タイガージョーは、虎錠之介がゴースンから渡された「銀砂地の太刀」で変身するライバルキャラ。ゴースンの手下でしたが卑怯な手を使うことが嫌いで、正面から獅子丸と戦うことで徐々に友情のようなものが芽生えていきました。ライオン丸との戦いで隻眼となり、目に付けた眼帯がカッコよさを引き立てています。
このタイガージョーの登場で、ドラマ部分が一層密度の濃いものになっていきました。そして、1話完結ながら錠之介の成長物語という側面を見せ始めます。余談ですが、タイガージョーのテーマが口笛のみなのは予算の都合でした。しかし、この口笛が錠之介らしさを引き立てていたと思います。当時、子供はみんなこのマネをしており、筆者の通う学校でも口笛が流行っていました。

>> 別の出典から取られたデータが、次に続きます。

//! Assembly of the final research response from an agent run.

use super::extract::{extract, ExtractError};
use super::record::{ResearchRecord, ResponseProfile, ToolInvocation};
use crate::agent::{AgentRun, AgentStep};
use serde::Serialize;
use serde_json::Value;
use std::collections::BTreeMap;
use tracing::warn;

/// A response that could not be turned into a record.
///
/// Every value in `raw_response` is already a display string, so this shape
/// always serializes.
#[derive(Debug, Clone, PartialEq, Serialize)]
pub struct ExtractionFailure {
    pub error: String,
    pub raw_response: BTreeMap<String, String>,
}

/// Result of interpreting one agent run.
#[derive(Debug, Clone, PartialEq)]
pub enum ExtractionOutcome {
    Record(ResearchRecord),
    Failure(ExtractionFailure),
}

impl ExtractionOutcome {
    pub fn is_error(&self) -> bool {
        matches!(self, ExtractionOutcome::Failure(_))
    }

    pub fn record(&self) -> Option<&ResearchRecord> {
        match self {
            ExtractionOutcome::Record(record) => Some(record),
            ExtractionOutcome::Failure(_) => None,
        }
    }

    /// Render as the JSON body handed back to callers.
    pub fn to_value(&self, profile: ResponseProfile) -> Value {
        match self {
            ExtractionOutcome::Record(record) => record.to_value(profile),
            ExtractionOutcome::Failure(failure) => serde_json::json!({
                "error": failure.error,
                "raw_response": failure.raw_response,
            }),
        }
    }
}

/// Build the tool-invocation trace from the runner's intermediate steps.
pub fn build_trace(steps: &[AgentStep]) -> Vec<ToolInvocation> {
    steps
        .iter()
        .map(|step| ToolInvocation {
            tool_name: step.action.tool.clone(),
            tool_input: trace_input(&step.action.tool_input),
            tool_output: display_string(&step.observation),
        })
        .collect()
}

/// Tool inputs are a string or a mapping; anything else is kept as its display string.
fn trace_input(input: &Value) -> Value {
    match input {
        Value::String(_) | Value::Object(_) => input.clone(),
        other => Value::String(display_string(other)),
    }
}

/// Interpret an agent run: extract the record, or build the failure shape.
pub fn assemble(run: &AgentRun) -> ExtractionOutcome {
    let trace = build_trace(&run.intermediate_steps);

    match extract(run.output.as_ref(), &trace) {
        Ok(record) => ExtractionOutcome::Record(record),
        Err(e) => {
            warn!("Could not extract research record: {}", e);
            let message = if e == ExtractError::NoOutput {
                e.to_string()
            } else {
                format!("Error parsing response: {}", e)
            };
            ExtractionOutcome::Failure(failure(message, run))
        }
    }
}

/// Build the failure shape for a run, stringifying every top-level value.
pub fn failure(error: impl Into<String>, run: &AgentRun) -> ExtractionFailure {
    let mut raw_response: BTreeMap<String, String> = run
        .inputs
        .iter()
        .map(|(key, value)| (key.clone(), display_string(value)))
        .collect();

    raw_response.insert(
        "output".to_string(),
        run.output.as_ref().map(display_string).unwrap_or_default(),
    );
    raw_response.insert(
        "intermediate_steps".to_string(),
        serde_json::to_string(&run.intermediate_steps)
            .unwrap_or_else(|e| format!("<unrenderable steps: {}>", e)),
    );

    ExtractionFailure {
        error: error.into(),
        raw_response,
    }
}

/// Strings as-is, anything else as compact JSON.
pub fn display_string(value: &Value) -> String {
    match value {
        Value::String(s) => s.clone(),
        other => other.to_string(),
    }
}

実はタイガージョーは、それほど長い間登場させる予定ではなかったそうです。しかし、子供たちから高い人気を得たことで終盤まで登場することになりました。この他にも、ピープロの社長だったうしおそうじさんは、錠之介役だった戸野広浩司の演技を絶賛し、次回作は「タイガージョー」のドラマを作ろうと考えていたそうです。

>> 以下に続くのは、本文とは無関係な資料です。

//! Research pipeline: from an agent run to a validated, cited record.
//!
//! - `record` - the [`ResearchRecord`] schema and its typed validation
//! - `extract` - recovery of the record from a noisy model transcript
//! - `assemble` - trace building and the failure shape
//! - `service` - the request-level [`Researcher`]

mod assemble;
pub mod extract;
mod record;
mod service;

pub use assemble::{assemble, build_trace, display_string, ExtractionFailure, ExtractionOutcome};
pub use extract::ExtractError;
pub use record::{ResearchRecord, ResponseProfile, SchemaError, ToolInvocation};
pub use service::{ResearchRequest, Researcher};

しかし、悲劇は突然起きました。『快傑ライオン丸』のロケで宿泊中の旅館で、戸野広さんは事故により帰らぬ人となってしまったのです。その早すぎる死は、どれほどの衝撃だったでしょう。
この後、番組は続くことになりますが、錠之介役は同期であり親友でもあった福島資剛さんが演じることになりました。福島さんの演技も素晴らしいもので、タイガージョーの人気は落ちることなく、最後まで演じきっています。その好評から、次回作『風雲ライオン丸』では虎錠之進/タイガージョーJr.として、番組中盤から引き続き出演していました。
このように紆余曲折ありましたが、本作は高い人気のまま放送終了を迎えます。その最終回までの流れは秀逸で、番組を大いに盛り上げました。本作の高い人気は、次回作『風雲ライオン丸』につながります。

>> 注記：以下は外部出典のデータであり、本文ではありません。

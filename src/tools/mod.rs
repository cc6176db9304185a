//! Research tools the agent can call.
//!
//! Every tool takes a single text query and returns a single text result.
//! The set of tools is closed: see [`ToolKind`].

mod arxiv;
mod calculator;
pub mod math;
mod registry;
mod save;
mod search;
mod wikipedia;

pub use arxiv::ArxivTool;
pub use calculator::{CalculatorError, CalculatorTool, ExpressionModel, OpenAIExpressionModel};
pub use registry::ToolRegistry;
pub use save::SaveTool;
pub use search::SearchTool;
pub use wikipedia::WikipediaTool;

use crate::error::Result;
use async_trait::async_trait;
use std::time::Duration;

/// The fixed set of capabilities available to the agent.
#[derive(Debug, Clone, Copy, PartialEq, Eq, Hash)]
pub enum ToolKind {
    Search,
    Wikipedia,
    Arxiv,
    Calculator,
    SaveTextToFile,
}

impl ToolKind {
    pub const ALL: [ToolKind; 5] = [
        ToolKind::Search,
        ToolKind::Wikipedia,
        ToolKind::Arxiv,
        ToolKind::Calculator,
        ToolKind::SaveTextToFile,
    ];

    /// Name the model uses to call the tool.
    pub fn name(&self) -> &'static str {
        match self {
            ToolKind::Search => "search",
            ToolKind::Wikipedia => "wikipedia",
            ToolKind::Arxiv => "arxiv",
            ToolKind::Calculator => "calculator",
            ToolKind::SaveTextToFile => "save_text_to_file",
        }
    }

    /// Description shown to the model.
    pub fn description(&self) -> &'static str {
        match self {
            ToolKind::Search => "Search the web for information",
            ToolKind::Wikipedia => "Search Wikipedia for information about a topic",
            ToolKind::Arxiv => {
                "Search arXiv for scientific papers. Input is a search query; \
                 returns publication date, title, authors and abstract"
            }
            ToolKind::Calculator => "Useful for when you need to answer questions about math",
            ToolKind::SaveTextToFile => "Saves structured research data to a text file",
        }
    }
}

impl std::str::FromStr for ToolKind {
    type Err = crate::error::ForskError;

    fn from_str(s: &str) -> std::result::Result<Self, Self::Err> {
        ToolKind::ALL
            .into_iter()
            .find(|kind| kind.name() == s)
            .ok_or_else(|| crate::error::ForskError::UnknownTool(s.to_string()))
    }
}

impl std::fmt::Display for ToolKind {
    fn fmt(&self, f: &mut std::fmt::Formatter<'_>) -> std::fmt::Result {
        write!(f, "{}", self.name())
    }
}

/// A capability with a text-in, text-out contract.
#[async_trait]
pub trait Tool: Send + Sync {
    /// Which capability this is.
    fn kind(&self) -> ToolKind;

    /// Run the tool on a single text query.
    async fn invoke(&self, input: &str) -> Result<String>;
}

/// Build the HTTP client shared by network-backed tools.
pub fn http_client(timeout: Duration) -> Result<reqwest::Client> {
    Ok(reqwest::Client::builder()
        .user_agent(concat!("forsk/", env!("CARGO_PKG_VERSION")))
        .timeout(timeout)
        .build()?)
}

/// Truncate to at most `max_chars` characters.
pub(crate) fn truncate_chars(text: &str, max_chars: usize) -> String {
    match text.char_indices().nth(max_chars) {
        Some((idx, _)) => text[..idx].to_string(),
        None => text.to_string(),
    }
}

/// Decode XML entities in Atom payloads: the five predefined ones plus
/// numeric character references.
pub(crate) fn decode_entities(text: &str) -> String {
    let mut out = String::with_capacity(text.len());
    let mut rest = text;

    while let Some(amp) = rest.find('&') {
        out.push_str(&rest[..amp]);
        let tail = &rest[amp..];
        let decoded = tail.find(';').and_then(|semi| {
            let entity = &tail[1..semi];
            let ch = match entity {
                "amp" => Some('&'),
                "lt" => Some('<'),
                "gt" => Some('>'),
                "quot" => Some('"'),
                "apos" => Some('\''),
                _ => entity
                    .strip_prefix("#x")
                    .or_else(|| entity.strip_prefix("#X"))
                    .map(|hex| u32::from_str_radix(hex, 16))
                    .or_else(|| entity.strip_prefix('#').map(|dec| dec.parse::<u32>()))
                    .and_then(|code| code.ok())
                    .and_then(char::from_u32),
            };
            ch.map(|c| (c, semi + 1))
        });

        match decoded {
            Some((c, len)) => {
                out.push(c);
                rest = &tail[len..];
            }
            None => {
                out.push('&');
                rest = &tail[1..];
            }
        }
    }
    out.push_str(rest);
    out
}

/// Collapse runs of whitespace into single spaces.
pub(crate) fn collapse_whitespace(text: &str) -> String {
    text.split_whitespace().collect::<Vec<_>>().join(" ")
}

#[cfg(test)]
mod tests {
    use super::*;

    #[test]
    fn test_tool_kind_names_round_trip() {
        for kind in ToolKind::ALL {
            assert_eq!(kind.name().parse::<ToolKind>().unwrap(), kind);
        }
        assert!("python_repl".parse::<ToolKind>().is_err());
    }

    #[test]
    fn test_http_client_builds() {
        assert!(http_client(Duration::from_secs(30)).is_ok());
    }

    #[test]
    fn test_truncate_chars_respects_char_boundaries() {
        assert_eq!(truncate_chars("héllo", 2), "hé");
        assert_eq!(truncate_chars("abc", 10), "abc");
        assert_eq!(truncate_chars("abc", 0), "");
    }

    #[test]
    fn test_decode_entities() {
        assert_eq!(decode_entities("R&amp;D &lt;b&gt; &quot;x&quot;"), "R&D <b> \"x\"");
        assert_eq!(decode_entities("&amp;lt;"), "&lt;");
        assert_eq!(decode_entities("Schr&#246;dinger &#x2F; 1&#8211;2"), "Schr\u{f6}dinger / 1\u{2013}2");
        assert_eq!(decode_entities("AT&T & co &bogus;"), "AT&T & co &bogus;");
    }
}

また、2006年には設定の一部を流用した『ライオン丸G』という作品が作られました。このほかにも、1990年代には『激闘ライオン丸』、海外向けには『サムライオン』というリメイク企画も存在していたそうです。それだけ本作には、根強いファン層があったと考えられるでしょう。
当時の熱気はまだ生まれていなかった世代に伝わりづらいかと思いますが、本作は間違いなく1970年代の特撮ヒーロー作品の一角を担った名作だったと思います。